| GEO Business|
| Doha trade talks at 'impasse': WTO chief|
| Updated at: 2156 PST, Thursday, May 27, 2010|
PARIS: The Doha Round of trade liberalisation talks is at an "impasse," the head of the WTO said on Thursday, as the United States urged Brazil, China and India to help break the deadlock.
"We are in an impasse," World Trade Organization director general Pascal Lamy said after informal talks with trade ministers on the sidelines of a meeting of the Organisation for Economic Cooperation and Development in Paris.
Lamy stressed that global trade liberalisation was "a low-cost package of stimulus" for economies in trouble over public finances, adding: "The reason for concluding the round is more appealing now than at any point before."
US Trade Representative Ron Kirk meanwhile said it was up to Brazil, China and India to accelerate a deal, signalling that Washington was not prepared to make any further concessions in the negotiations.

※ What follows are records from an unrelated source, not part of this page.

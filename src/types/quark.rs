use std::sync::atomic::{AtomicU64, Ordering};

/// Opaque process-unique identity token.
///
/// Assigned to each message and signal at model-build time, so hot decode
/// paths can key lookups on an integer instead of re-hashing names.
pub type Quark = u64;

static CURRENT_QUARK: AtomicU64 = AtomicU64::new(0);

/// Returns the next quark. Safe to call from concurrent model builds.
pub(crate) fn next() -> Quark {
    CURRENT_QUARK.fetch_add(1, Ordering::Relaxed)
}

#[cfg(test)]
mod tests {
    use super::*;

    #[test]
    fn test_quarks_are_unique() {
        let a = next();
        let b = next();
        let c = next();
        assert_ne!(a, b);
        assert_ne!(b, c);
        assert!(b > a);
    }
}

"The real question is whether India, China and Brazil frankly are ready to assume a role and responsibility commensurate with the benefits that they have realised under global liberalisation," he said.
"We are not going to negotiate against ourselves. It's now time for others to be creative. We have gone far and above what is expected... to break this impasse," he added.
The Doha Round of negotiations began in 2001 and has over-run a number of deadlines for completion. The latest deadline is the end of this year.
Australian Trade Minister Simon Crean said: "There is still too much that remains unresolved."
But he added: "Even if you accept it's not possible to complete it this year, that's no reason not to advance it this year.
Doha Round negotiations have focused on further liberalising world trade by dismantling obstacles to trade for poor nations through an accord that would cut subsidies for agriculture and tariffs on industrial goods.
Discussions have been dogged by discord, including over how much the US and the European Union should reduce aid to their farmers and the extent to which countries such as India and China should lower import tariffs.